(Dataset excerpts)
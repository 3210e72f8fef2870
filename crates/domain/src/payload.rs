//! Transport payloads produced by the codec.
//!
//! The dispatcher treats these as opaque: it only routes them to the
//! transport they were built for.

use serde::Serialize;
use serde_json::Value;

use crate::codec::frame;

/// Cloud message body: `{ cmd, data }`.
#[derive(Debug, Clone, PartialEq, Serialize)]
pub struct CloudPayload {
    pub cmd: String,
    pub data: Value,
}

impl CloudPayload {
    #[must_use]
    pub fn new(cmd: impl Into<String>, data: Value) -> Self {
        Self {
            cmd: cmd.into(),
            data,
        }
    }
}

/// Local-network message body: `{ cmd, data }`.
#[derive(Debug, Clone, PartialEq, Serialize)]
pub struct LanPayload {
    pub cmd: String,
    pub data: Value,
}

impl LanPayload {
    #[must_use]
    pub fn new(cmd: impl Into<String>, data: Value) -> Self {
        Self {
            cmd: cmd.into(),
            data,
        }
    }
}

/// Wireless write payload.
#[derive(Debug, Clone, PartialEq, Eq)]
pub enum WirelessPayload {
    /// Opcode with arguments, framed as `0x33 cmd data…` plus checksum.
    Opcode { cmd: u8, data: Vec<u8> },
    /// A complete pre-encoded frame.
    Raw(Vec<u8>),
}

impl WirelessPayload {
    /// Bytes written to the control characteristic.
    #[must_use]
    pub fn to_frame(&self) -> Vec<u8> {
        match self {
            Self::Opcode { cmd, data } => {
                let mut values = Vec::with_capacity(data.len() + 2);
                values.push(frame::COMMAND_PREFIX);
                values.push(*cmd);
                values.extend_from_slice(data);
                frame::build(&values).to_vec()
            }
            Self::Raw(bytes) => bytes.clone(),
        }
    }
}

/// Up to one payload per transport, derived from a single command.
#[derive(Debug, Clone, Default, PartialEq)]
pub struct PayloadBundle {
    pub lan: Option<LanPayload>,
    pub cloud: Option<CloudPayload>,
    pub wireless: Option<WirelessPayload>,
}

impl PayloadBundle {
    #[must_use]
    pub fn is_empty(&self) -> bool {
        self.lan.is_none() && self.cloud.is_none() && self.wireless.is_none()
    }
}

#[cfg(test)]
mod tests {
    use super::*;

    #[test]
    fn should_frame_opcode_with_prefix_and_checksum() {
        let payload = WirelessPayload::Opcode {
            cmd: 0x01,
            data: vec![0x01],
        };
        let frame = payload.to_frame();
        assert_eq!(frame.len(), 20);
        assert_eq!(&frame[..3], &[0x33, 0x01, 0x01]);
        assert_eq!(frame[19], 0x33);
    }

    #[test]
    fn should_pass_raw_frame_through() {
        let payload = WirelessPayload::Raw(vec![0xAA, 0x19]);
        assert_eq!(payload.to_frame(), vec![0xAA, 0x19]);
    }

    #[test]
    fn should_report_empty_bundle() {
        assert!(PayloadBundle::default().is_empty());
    }
}
//! Device handler port: the per-device receiver of reconciled updates.

use hearthlink_domain::error::BridgeError;
use hearthlink_domain::update::ReconciledUpdate;

/// Receives canonical state diffs for one device.
pub trait DeviceHandler: Send + Sync {
    /// Fold `update` into the device's state.
    ///
    /// # Errors
    ///
    /// Errors are logged by the reconciler and never propagated further.
    fn external_update(&self, update: &ReconciledUpdate) -> Result<(), BridgeError>;
}
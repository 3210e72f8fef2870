//! Cloud adapter error types.

use hearthlink_domain::error::BridgeError;

/// Errors specific to the cloud adapter.
#[derive(Debug, thiserror::Error)]
pub enum CloudError {
    /// The device record carries no cloud topic.
    #[error("device has no cloud topic")]
    MissingTopic,

    /// The rumqttc client returned an error.
    #[error("MQTT client error")]
    Client(#[source] rumqttc::ClientError),

    /// Failed to encode an outgoing message.
    #[error("failed to encode cloud message")]
    Encode(#[source] serde_json::Error),

    /// Failed to parse an incoming payload as JSON.
    #[error("failed to parse cloud payload")]
    PayloadParse(#[source] serde_json::Error),
}

impl CloudError {
    /// Convert into a [`BridgeError::Transport`] for propagation across port
    /// boundaries.
    #[must_use]
    pub fn into_domain(self) -> BridgeError {
        BridgeError::Transport(Box::new(self))
    }
}

impl From<CloudError> for BridgeError {
    fn from(err: CloudError) -> Self {
        err.into_domain()
    }
}
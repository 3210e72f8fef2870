//! Local-network adapter error types.

use hearthlink_domain::error::BridgeError;

/// Errors specific to the local-network adapter.
#[derive(Debug, thiserror::Error)]
pub enum LanError {
    /// The device record carries no network address.
    #[error("device has no local network address")]
    MissingAddress,

    #[error("socket error")]
    Io(#[from] std::io::Error),

    #[error("failed to encode local message")]
    Encode(#[source] serde_json::Error),

    #[error("failed to parse local reply")]
    PayloadParse(#[source] serde_json::Error),
}

impl LanError {
    /// Convert into a [`BridgeError::Transport`] for propagation across port
    /// boundaries.
    #[must_use]
    pub fn into_domain(self) -> BridgeError {
        BridgeError::Transport(Box::new(self))
    }
}

impl From<LanError> for BridgeError {
    fn from(err: LanError) -> Self {
        err.into_domain()
    }
}
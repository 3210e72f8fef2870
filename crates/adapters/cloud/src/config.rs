//! Cloud transport configuration.

use std::time::Duration;

use serde::Deserialize;

/// Smallest allowed status polling period, in seconds.
pub const MIN_REFRESH_SECS: u64 = 30;

/// Configuration for the cloud message bus connection.
#[derive(Debug, Clone, Deserialize)]
#[serde(default)]
pub struct CloudConfig {
    /// Disable the cloud transport entirely.
    pub disable: bool,
    /// MQTT broker hostname or IP address.
    pub broker_host: String,
    /// MQTT broker port.
    pub broker_port: u16,
    /// Connect with TLS using the platform root certificates.
    pub tls: bool,
    /// MQTT client identifier.
    pub client_id: String,
    pub username: Option<String>,
    pub password: Option<String>,
    /// Topic the account's status messages are published on.
    pub account_topic: Option<String>,
    /// Keep-alive interval in seconds.
    pub keep_alive_secs: u64,
    /// Pause before polling the broker again after a connection error.
    pub reconnect_delay_secs: u64,
    /// Status polling period for devices without push updates.
    pub refresh_secs: u64,
}

impl Default for CloudConfig {
    fn default() -> Self {
        Self {
            disable: false,
            broker_host: "localhost".to_string(),
            broker_port: 8883,
            tls: true,
            client_id: "hearthlink".to_string(),
            username: None,
            password: None,
            account_topic: None,
            keep_alive_secs: 30,
            reconnect_delay_secs: 5,
            refresh_secs: 60,
        }
    }
}

impl CloudConfig {
    #[must_use]
    pub fn normalized(mut self) -> Self {
        self.refresh_secs = self.refresh_secs.max(MIN_REFRESH_SECS);
        self
    }

    #[must_use]
    pub fn keep_alive(&self) -> Duration {
        Duration::from_secs(self.keep_alive_secs)
    }

    #[must_use]
    pub fn reconnect_delay(&self) -> Duration {
        Duration::from_secs(self.reconnect_delay_secs)
    }

    #[must_use]
    pub fn refresh_period(&self) -> Duration {
        Duration::from_secs(self.refresh_secs)
    }
}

» **EXERCISE PROMPT**
Your task is to restate, word for word, the lines from the beginning of the records to the line with "values.extend_from_slice(data);", inclusive.

» **ANSWER TO THIS EXERCISE**
repository 3210e72f8fef2870
filename crates/domain/src/payload.rs
//! Transport payloads produced by the codec.
//!
//! The dispatcher treats these as opaque: it only routes them to the
//! transport they were built for.

use serde::Serialize;
use serde_json::Value;

use crate::codec::frame;

/// Cloud message body: `{ cmd, data }`.
#[derive(Debug, Clone, PartialEq, Serialize)]
pub struct CloudPayload {
    pub cmd: String,
    pub data: Value,
}

impl CloudPayload {
    #[must_use]
    pub fn new(cmd: impl Into<String>, data: Value) -> Self {
        Self {
            cmd: cmd.into(),
            data,
        }
    }
}

/// Local-network message body: `{ cmd, data }`.
#[derive(Debug, Clone, PartialEq, Serialize)]
pub struct LanPayload {
    pub cmd: String,
    pub data: Value,
}

impl LanPayload {
    #[must_use]
    pub fn new(cmd: impl Into<String>, data: Value) -> Self {
        Self {
            cmd: cmd.into(),
            data,
        }
    }
}

/// Wireless write payload.
#[derive(Debug, Clone, PartialEq, Eq)]
pub enum WirelessPayload {
    /// Opcode with arguments, framed as `0x33 cmd data…` plus checksum.
    Opcode { cmd: u8, data: Vec<u8> },
    /// A complete pre-encoded frame.
    Raw(Vec<u8>),
}

impl WirelessPayload {
    /// Bytes written to the control characteristic.
    #[must_use]
    pub fn to_frame(&self) -> Vec<u8> {
        match self {
            Self::Opcode { cmd, data } => {
                let mut values = Vec::with_capacity(data.len() + 2);
                values.push(frame::COMMAND_PREFIX);
                values.push(*cmd);
                values.extend_from_slice(data);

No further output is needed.